Io qui, nella calura cittadina di fronte al pc, loro sdraiati al sole a mostrare le chiappe chiare. 

L'altra sera stavo leggendo, quando sento dei bisbigli e dei piccoli rumori provenienti dall'appartamento dei vicini con le chiappe al sole. 

Un sorriso perfido mi affiora alle labbra. Eccoli i vacanzieri truffaldini. Sono partiti facendosi notare dal vicinato intero suonando clacson ed elargendo benedizioni e saluti. In realtà, procedono a tentoni in casa cercando di non farsi sentire. Ho sempre pensato che la voce del tot per cento che si nasconde in casa o in cantina fosse una leggenda metropolitana, invece i miei vicini rientrano nella statistica.

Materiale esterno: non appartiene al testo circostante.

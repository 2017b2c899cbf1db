use std::path::PathBuf;

use thiserror::Error;

/// Error surface for the watch session.
#[derive(Debug, Error)]
pub enum DaemonError {
    #[error("I/O error at {path}: {source}")]
    Io {
        path: PathBuf,
        #[source]
        source: std::io::Error,
    },

    #[error("watch root {path} does not exist")]
    RootNotFound { path: PathBuf },

    #[error("--hot-reload requires --service-type")]
    MissingServiceType,

    #[error("notify error: {0}")]
    Notify(#[from] notify::Error),

    #[error("ctrl-c handler failed: {0}")]
    Signal(String),
}

pub(crate) fn io_err(path: impl Into<PathBuf>, source: std::io::Error) -> DaemonError {
    DaemonError::Io {
        path: path.into(),
        source,
    }
}
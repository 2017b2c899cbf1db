//! The YAML user configuration.
//!
//! # Document shape
//!
//! ```yaml
//! version: "1.0"
//! domains:
//!   - name: example.org
//!     users:
//!       - username: alice
//!         password: "$6$..."      # or plaintext; hashed on provisioning
//!         quota: 1G
//!         enabled: true
//!         services: [mail, files]
//!         aliases: [postmaster]
//! test_users:
//!   - username: bob
//!     domain: example.org
//!     password: "$6$..."
//! ```
//!
//! # API pattern
//!
//! Loading and saving take an explicit path (`load_at` / `save_at`); callers
//! resolve the path from [`crate::Settings`].

use std::collections::HashSet;
use std::path::{Path, PathBuf};

use serde::{Deserialize, Serialize};

use crate::error::{io_err, CoreError};

// ---------------------------------------------------------------------------
// 1. Document types
// ---------------------------------------------------------------------------

#[derive(Debug, Clone, PartialEq, Default, Serialize, Deserialize)]
pub struct UserConfig {
    #[serde(default, skip_serializing_if = "Option::is_none")]
    pub version: Option<String>,
    #[serde(default)]
    pub domains: Vec<DomainConfig>,
    #[serde(default)]
    pub test_users: Vec<TestUser>,
}

#[derive(Debug, Clone, PartialEq, Serialize, Deserialize)]
pub struct DomainConfig {
    pub name: String,
    #[serde(default)]
    pub users: Vec<UserRecord>,
}

#[derive(Debug, Clone, PartialEq, Serialize, Deserialize)]
pub struct UserRecord {
    pub username: String,
    pub password: String,
    #[serde(default, skip_serializing_if = "Option::is_none")]
    pub quota: Option<String>,
    #[serde(default = "default_enabled")]
    pub enabled: bool,
    #[serde(default = "default_services")]
    pub services: Vec<String>,
    #[serde(default, skip_serializing_if = "Vec::is_empty")]
    pub aliases: Vec<String>,
    #[serde(default)]
    pub email_confirmed: bool,
}

/// A user declared outside any domain block; carries its own domain.
#[derive(Debug, Clone, PartialEq, Serialize, Deserialize)]
pub struct TestUser {
    pub username: String,
    pub password: String,
    pub domain: String,
    #[serde(default, skip_serializing_if = "Option::is_none")]
    pub quota: Option<String>,
    #[serde(default = "default_enabled")]
    pub enabled: bool,
    #[serde(default = "default_services")]
    pub services: Vec<String>,
    #[serde(default)]
    pub email_confirmed: bool,
}

fn default_enabled() -> bool {
    true
}

fn default_services() -> Vec<String> {
    vec![UserService::Mail.as_str().to_string()]
}

/// Services a user can be provisioned for.
#[derive(Debug, Clone, Copy, PartialEq, Eq, Hash)]
pub enum UserService {
    Mail,
    Files,
    Git,
    Www,
}

impl UserService {
    pub fn parse(name: &str) -> Option<UserService> {
        match name.trim().to_ascii_lowercase().as_str() {
            "mail" => Some(UserService::Mail),
            "files" => Some(UserService::Files),
            "git" => Some(UserService::Git),
            "www" | "web" => Some(UserService::Www),
            _ => None,
        }
    }

    pub fn as_str(self) -> &'static str {
        match self {
            UserService::Mail => "mail",
            UserService::Files => "files",
            UserService::Git => "git",
            UserService::Www => "www",
        }
    }
}

// ---------------------------------------------------------------------------
// 2. Flattened account view
// ---------------------------------------------------------------------------

/// Where an [`Account`] was declared.
#[derive(Debug, Clone, Copy, PartialEq, Eq)]
pub enum AccountSource {
    Domain,
    TestUsers,
}

/// One user with its email resolved against its domain.
#[derive(Debug, Clone, PartialEq)]
pub struct Account {
    pub email: String,
    pub domain: String,
    pub password: String,
    pub quota: Option<String>,
    pub enabled: bool,
    pub services: Vec<String>,
    pub aliases: Vec<String>,
    pub email_confirmed: bool,
    pub source: AccountSource,
}

impl Account {
    pub fn has_service(&self, service: UserService) -> bool {
        self.services
            .iter()
            .any(|s| UserService::parse(s) == Some(service))
    }

    /// Recognised services, unknown names dropped.
    pub fn user_services(&self) -> Vec<UserService> {
        self.services
            .iter()
            .filter_map(|s| UserService::parse(s))
            .collect()
    }

    /// `alias@domain` addresses routed to this account.
    pub fn alias_addresses(&self) -> Vec<String> {
        self.aliases
            .iter()
            .map(|alias| format!("{alias}@{}", self.domain))
            .collect()
    }
}

/// Enabled accounts with duplicate addresses removed.
#[derive(Debug, Clone, Default, PartialEq)]
pub struct AccountSet {
    pub accounts: Vec<Account>,
    /// Addresses that appeared more than once; only the first was kept.
    pub duplicates: Vec<String>,
}

/// `alice` + `example.org` → `alice@example.org`; full addresses pass through.
pub fn email_for(username: &str, domain: &str) -> String {
    if username.contains('@') {
        username.to_string()
    } else {
        format!("{username}@{domain}")
    }
}

impl UserConfig {
    /// Every declared user in document order: domain users first, then test users.
    pub fn accounts(&self) -> Vec<Account> {
        let domain_users = self.domains.iter().flat_map(|domain| {
            domain.users.iter().map(move |user| Account {
                email: email_for(&user.username, &domain.name),
                domain: domain.name.clone(),
                password: user.password.clone(),
                quota: user.quota.clone(),
                enabled: user.enabled,
                services: user.services.clone(),
                aliases: user.aliases.clone(),
                email_confirmed: user.email_confirmed,
                source: AccountSource::Domain,
            })
        });
        let test_users = self.test_users.iter().map(|user| Account {
            email: email_for(&user.username, &user.domain),
            domain: user.domain.clone(),
            password: user.password.clone(),
            quota: user.quota.clone(),
            enabled: user.enabled,
            services: user.services.clone(),
            aliases: Vec::new(),
            email_confirmed: user.email_confirmed,
            source: AccountSource::TestUsers,
        });
        domain_users.chain(test_users).collect()
    }

    /// Enabled accounts, unique by email (first declaration wins).
    pub fn enabled_accounts(&self) -> AccountSet {
        let mut seen = HashSet::new();
        let mut set = AccountSet::default();
        for account in self.accounts().into_iter().filter(|a| a.enabled) {
            if seen.insert(account.email.to_ascii_lowercase()) {
                set.accounts.push(account);
            } else {
                set.duplicates.push(account.email);
            }
        }
        set
    }

    /// Insert or replace a test user, keyed by resolved email.
    pub fn upsert_test_user(&mut self, user: TestUser) {
        let email = email_for(&user.username, &user.domain);
        self.test_users
            .retain(|existing| email_for(&existing.username, &existing.domain) != email);
        self.test_users.push(user);
    }

    /// Remove `username` of `domain` from test users and the domain block.
    ///
    /// Returns the number of records removed.
    pub fn remove_user(&mut self, username: &str, domain: &str) -> usize {
        let email = email_for(username, domain);
        let before = self.user_count();

        self.test_users
            .retain(|u| email_for(&u.username, &u.domain) != email);
        for block in self.domains.iter_mut().filter(|d| d.name == domain) {
            block
                .users
                .retain(|u| u.username != username && email_for(&u.username, domain) != email);
        }

        before - self.user_count()
    }

    fn user_count(&self) -> usize {
        self.test_users.len() + self.domains.iter().map(|d| d.users.len()).sum::<usize>()
    }
}

// ---------------------------------------------------------------------------
// 3. Load / save
// ---------------------------------------------------------------------------

/// Load the user configuration at `path`.
///
/// Returns `CoreError::ConfigNotFound` if absent, `CoreError::Parse` (with path
/// and line context) if malformed. An empty document is an empty config.
pub fn load_at(path: &Path) -> Result<UserConfig, CoreError> {
    if !path.exists() {
        return Err(CoreError::ConfigNotFound {
            path: path.to_path_buf(),
        });
    }
    let contents = std::fs::read_to_string(path).map_err(|e| io_err(path, e))?;
    if contents.trim().is_empty() {
        return Ok(UserConfig::default());
    }
    serde_yaml::from_str(&contents).map_err(|source| CoreError::Parse {
        path: path.to_path_buf(),
        source,
    })
}

/// Like [`load_at`], but a missing file yields a fresh `version: "1.0"` document.
pub fn load_or_default_at(path: &Path) -> Result<UserConfig, CoreError> {
    match load_at(path) {
        Err(CoreError::ConfigNotFound { .. }) => Ok(UserConfig {
            version: Some("1.0".to_string()),
            ..UserConfig::default()
        }),
        other => other,
    }
}

/// Write `config` to `path` via a sibling temp file and rename.
pub fn save_at(path: &Path, config: &UserConfig) -> Result<(), CoreError> {
    if let Some(parent) = path.parent() {
        std::fs::create_dir_all(parent).map_err(|e| io_err(parent, e))?;
    }
    let yaml = serde_yaml::to_string(config)?;
    let tmp = PathBuf::from(format!("{}.podplay.tmp", path.display()));
    std::fs::write(&tmp, yaml).map_err(|e| io_err(&tmp, e))?;
    if let Err(e) = std::fs::rename(&tmp, path) {
        let _ = std::fs::remove_file(&tmp);
        return Err(io_err(path, e));
    }
    Ok(())
}

// ---------------------------------------------------------------------------
// 4. Quotas
// ---------------------------------------------------------------------------

const QUOTA_UNITS: [(char, u64); 4] = [
    ('T', 1024 * 1024 * 1024 * 1024),
    ('G', 1024 * 1024 * 1024),
    ('M', 1024 * 1024),
    ('K', 1024),
];

/// `"100M"` → bytes. Unparseable or empty input is `0` (unlimited).
pub fn parse_quota(quota: &str) -> u64 {
    let quota = quota.trim().to_ascii_uppercase();
    if quota.is_empty() {
        return 0;
    }
    for (suffix, multiplier) in QUOTA_UNITS {
        if let Some(number) = quota.strip_suffix(suffix) {
            return number
                .trim()
                .parse::<f64>()
                .map(|n| (n * multiplier as f64) as u64)
                .unwrap_or(0);
        }
    }
    quota.parse().unwrap_or(0)
}

/// Bytes → `"1G"`, `"1.5G"`, or the raw byte count below 1 KiB.
pub fn format_quota(bytes: u64) -> String {
    if bytes == 0 {
        return "0".to_string();
    }
    for (unit, divisor) in QUOTA_UNITS {
        if bytes >= divisor {
            if bytes % divisor == 0 {
                return format!("{}{unit}", bytes / divisor);
            }
            return format!("{:.1}{unit}", bytes as f64 / divisor as f64);
        }
    }
    bytes.to_string()
}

Ho pensato a un milione di modi per prenderli in giro, quando ho scoperto che hanno loro svaligiato la casa. Sono tornati dalle vacanze trovandosi con il culo per terra, ma realmente abbronzato dal sole dei tropici.



mercoledì 4 agosto 2010

Glielo avevo detto, io....
















Quando torno a casa dal lavoro, uscendo dal cortile aziendale, trovo sempre un cane che mi corre incontro per salutarmi.

Allegro e gioioso mi saluta saltellando di qua e di la ed abbaiando mi dice: "ciao ne, ci vediamo domani!". Altre volte mi chiede un biscottino, altre volte una carezza. 

Ogni giorno, sempre la stessa storia. Io esco dal cortile e lui mi corre dietro, davanti, di lato, di sotto. 

Io con lui sono schiva, ma lui ormai mi si è affezionato. 

Il problema è che tra me e lui c'è la mia auto. 

Cerco sempre di evitarlo, non vorrei fargli mai del male. 

Rallento, lo faccio passare. Ma il cagnolino continua ad abbaiare e a scodinzolare, facendo lo slalom tra le ruote motrici 4x4 della mia super Toyota Aygo. 

A volte devo stare ferma ed aspettare che lui si tolga da sotto le ruote. Altre volte se lui è in ritardo, schizzo via con la mia auto, ma scrutando dallo specchietto retrovisore, mi accorgo che mi corre dietro finché stanco di mangiare la mia polvere, torna indietro con la coda tra le gambe (letteralmente). 

Il nostro è un rapporto così: più io lo evito e più lui mi ama. 

Oggi, uscendo dal lavoro, non lo vedo.  Strano, mi dico.
Faccio un passo e sento un guaito straziante. 
Mi immobilizzo, mi giro ed il cane e li che schizza via leccandosi una zampa. 

Mi ha guardata in cagnesco. Ma io glielo avevo detto di smettere di zigzagare tra le mie ruote. 
Ora sono curiosa di vedere se domani ci riproverà.